Searching for cancer types can get the mutation number and carrier ratio of the top 20 mutated genes, a comparison of these genes in somatic mutations with those in TCGA and germline mutations in Genecast, and the distribution of TMB, signature, and clinical characteristics (including sex and age) in this cancer type.
Searching for the pathway name can get the mutation carrier ratio and detailed mutation information of all genes in this pathway.
Searching for the mutation site can get the detailed mutation information, the number and carrier ratio of this site.
Users can also explore the mutational profile across multiple cancers. Once several cancers are selected, CPGV will provide the statistics of mutations from the top 20 mutated genes and a comparison of TMB, mutational signature, and clinical characteristics.Furthermore, users can select a gene with one or more cancer types simultaneously to perform pan-cancer analysis. The gene mutation information and the difference compared with TCGA, CASPMI, and germline mutations in the selected cancers will be displayed.
Users can search through the “Home” module, “Browse” module, “Search” module and “Pan-cancer Analysis” module.
There is a quick search box on the “Home” module.
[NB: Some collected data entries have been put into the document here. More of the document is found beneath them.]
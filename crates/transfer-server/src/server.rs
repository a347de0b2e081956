use std::net::{IpAddr, SocketAddr};
use std::sync::Arc;
use std::sync::atomic::{AtomicU64, Ordering};
use std::time::Duration;

use serde::Serialize;
use synergy_data_channel::ReceiverSession;
use synergy_protocol::TransferResult;
use synergy_transfer::ProgressSnapshot;
use tokio::net::{TcpListener, TcpSocket, TcpStream};
use tokio::sync::{Mutex, mpsc};
use tokio::task::JoinHandle;
use tokio_util::sync::CancellationToken;
use tracing::{debug, error, info, warn};

use crate::config::ServerConfig;
use crate::{EVENT_CHANNEL_CAPACITY, ServerError};

const LISTEN_BACKLOG: u32 = 16;
/// Pause after a failed accept (e.g. out of file descriptors).
const ACCEPT_ERROR_BACKOFF: Duration = Duration::from_millis(100);
const PROGRESS_QUEUE_CAPACITY: usize = 32;

/// Notifications published to the subscriber.
#[derive(Debug, Clone)]
pub enum TransferEvent {
    Progress(ProgressSnapshot),
    /// Terminal record of one connection, successful or not.
    Completed(TransferResult),
}

/// Snapshot returned by [`TransferServer::status`].
#[derive(Debug, Clone, PartialEq, Serialize)]
pub struct ServerStatus {
    pub running: bool,
    pub address: Option<IpAddr>,
    pub port: Option<u16>,
    pub transfers_completed: u64,
    pub transfers_failed: u64,
    /// Peer address of the connection being served.
    pub active_transfer: Option<String>,
}

/// State shared between the server handle and its accept loop.
#[derive(Default)]
struct Shared {
    completed: AtomicU64,
    failed: AtomicU64,
    active: Mutex<Option<String>>,
    events: Mutex<Option<mpsc::Sender<TransferEvent>>>,
}

struct Running {
    cancel: CancellationToken,
    handle: JoinHandle<()>,
    local_addr: SocketAddr,
}

/// Receives files over TCP, one connection at a time.
pub struct TransferServer {
    config: ServerConfig,
    shared: Arc<Shared>,
    running: Option<Running>,
}

impl TransferServer {
    pub fn new(config: ServerConfig) -> Self {
        Self {
            config,
            shared: Arc::new(Shared::default()),
            running: None,
        }
    }

    pub fn config(&self) -> &ServerConfig {
        &self.config
    }

    /// Returns the bound address while running.
    pub fn local_addr(&self) -> Option<SocketAddr> {
        self.running.as_ref().map(|r| r.local_addr)
    }

    pub fn is_running(&self) -> bool {
        self.running.is_some()
    }

    /// Returns a channel of progress and completion events.
    ///
    /// Only the most recent subscriber receives events. Progress is dropped
    /// when the channel is full; completions wait for room.
    pub async fn subscribe(&self) -> mpsc::Receiver<TransferEvent> {
        let (tx, rx) = mpsc::channel(EVENT_CHANNEL_CAPACITY);
        *self.shared.events.lock().await = Some(tx);
        rx
    }

    /// Binds `bind_address:port` and starts the accept loop.
    ///
    /// Port 0 picks a free port; the bound address is returned.
    pub async fn start(&mut self, bind_address: &str, port: u16) -> Result<SocketAddr, ServerError> {
        if self.running.is_some() {
            return Err(ServerError::AlreadyRunning);
        }

        let addr = tokio::net::lookup_host((bind_address, port))
            .await?
            .next()
            .ok_or_else(|| {
                std::io::Error::new(
                    std::io::ErrorKind::InvalidInput,
                    format!("no address for {bind_address}"),
                )
            })?;

        let socket = if addr.is_ipv4() {
            TcpSocket::new_v4()?
        } else {
            TcpSocket::new_v6()?
        };
        socket.set_reuseaddr(true)?;
        socket.bind(addr)?;
        let listener = socket.listen(LISTEN_BACKLOG)?;
        let local_addr = listener.local_addr()?;

        tokio::fs::create_dir_all(&self.config.receive_dir).await?;

        let cancel = CancellationToken::new();
        let handle = tokio::spawn(accept_loop(
            listener,
            self.config.clone(),
            Arc::clone(&self.shared),
            cancel.clone(),
        ));

        info!(
            %local_addr,
            receive_dir = %self.config.receive_dir.display(),
            "transfer server listening"
        );

        self.running = Some(Running {
            cancel,
            handle,
            local_addr,
        });
        Ok(local_addr)
    }

    /// Stops accepting, cancels any in-flight transfer and waits for the
    /// accept loop to exit.
    pub async fn stop(&mut self) -> Result<(), ServerError> {
        let running = self.running.take().ok_or(ServerError::NotRunning)?;
        running.cancel.cancel();
        if let Err(e) = running.handle.await {
            error!("accept loop panicked: {e}");
        }
        info!(addr = %running.local_addr, "transfer server stopped");
        Ok(())
    }

    pub async fn status(&self) -> ServerStatus {
        let addr = self.local_addr();
        ServerStatus {
            running: self.running.is_some(),
            address: addr.map(|a| a.ip()),
            port: addr.map(|a| a.port()),
            transfers_completed: self.shared.completed.load(Ordering::Relaxed),
            transfers_failed: self.shared.failed.load(Ordering::Relaxed),
            active_transfer: self.shared.active.lock().await.clone(),
        }
    }
}

impl Drop for TransferServer {
    fn drop(&mut self) {
        if let Some(running) = &self.running {
            running.cancel.cancel();
        }
    }
}

/// Serves connections one after another until cancelled.
async fn accept_loop(
    listener: TcpListener,
    config: ServerConfig,
    shared: Arc<Shared>,
    cancel: CancellationToken,
) {
    loop {
        let (stream, peer_addr) = tokio::select! {
            biased;
            _ = cancel.cancelled() => break,
            result = listener.accept() => match result {
                Ok(accepted) => accepted,
                Err(e) => {
                    error!("accept error: {e}");
                    if !accept_backoff(&cancel).await {
                        break;
                    }
                    continue;
                }
            },
        };

        handle_connection(stream, peer_addr, &config, &shared, &cancel).await;
    }
    debug!("accept loop exited");
}

/// Waits out a failed accept. Returns `false` if cancelled meanwhile.
async fn accept_backoff(cancel: &CancellationToken) -> bool {
    tokio::select! {
        _ = cancel.cancelled() => false,
        _ = tokio::time::sleep(ACCEPT_ERROR_BACKOFF) => true,
    }
}

async fn handle_connection(
    stream: TcpStream,
    peer_addr: SocketAddr,
    config: &ServerConfig,
    shared: &Shared,
    cancel: &CancellationToken,
) {
    info!(%peer_addr, "transfer connection accepted");
    if let Err(e) = stream.set_nodelay(true) {
        warn!(%peer_addr, "failed to set TCP_NODELAY: {e}");
    }
    *shared.active.lock().await = Some(peer_addr.to_string());

    let events = shared.events.lock().await.clone();
    let (progress_tx, mut progress_rx) = mpsc::channel(PROGRESS_QUEUE_CAPACITY);
    let forwarder = {
        let events = events.clone();
        tokio::spawn(async move {
            while let Some(snapshot) = progress_rx.recv().await {
                if let Some(tx) = &events {
                    let _ = tx.try_send(TransferEvent::Progress(snapshot));
                }
            }
        })
    };

    let mut session = ReceiverSession::new(stream, config.receiver_config(), cancel.child_token())
        .with_progress(progress_tx);
    let result = match session.receive().await {
        Ok(result) => result,
        Err(e) => e.to_result(),
    };
    // Closes the socket and the progress sender.
    drop(session);
    let _ = forwarder.await;

    if result.is_complete() {
        shared.completed.fetch_add(1, Ordering::Relaxed);
        info!(%peer_addr, bytes = ?result.total_bytes(), "transfer completed");
    } else {
        shared.failed.fetch_add(1, Ordering::Relaxed);
        warn!(%peer_addr, error = ?result.error(), "transfer failed");
    }
    *shared.active.lock().await = None;

    if let Some(tx) = events {
        tokio::select! {
            _ = cancel.cancelled() => {}
            _ = tx.send(TransferEvent::Completed(result)) => {}
        }
    }
}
Users can search for any item they are interested in.
The “Browse” module is divided into three interfaces to display information about all mutated genes and sites, cancer types and pathway. Users simply click on a gene, locus, cancer or pathway name of interest to output the results.
Gene Unit
Cancer type Unit
Pathway Unit
The “Search” module has four items corresponding to different types. Users simply select the item and enter the keyword of interest.
The “Pan-cancer Analysis” module can get results by entering only cancer, or by entering cancer and genes.
Users can download all the analysis results graphs, and download detailed mutation information by cancer types in the “Downloads” module.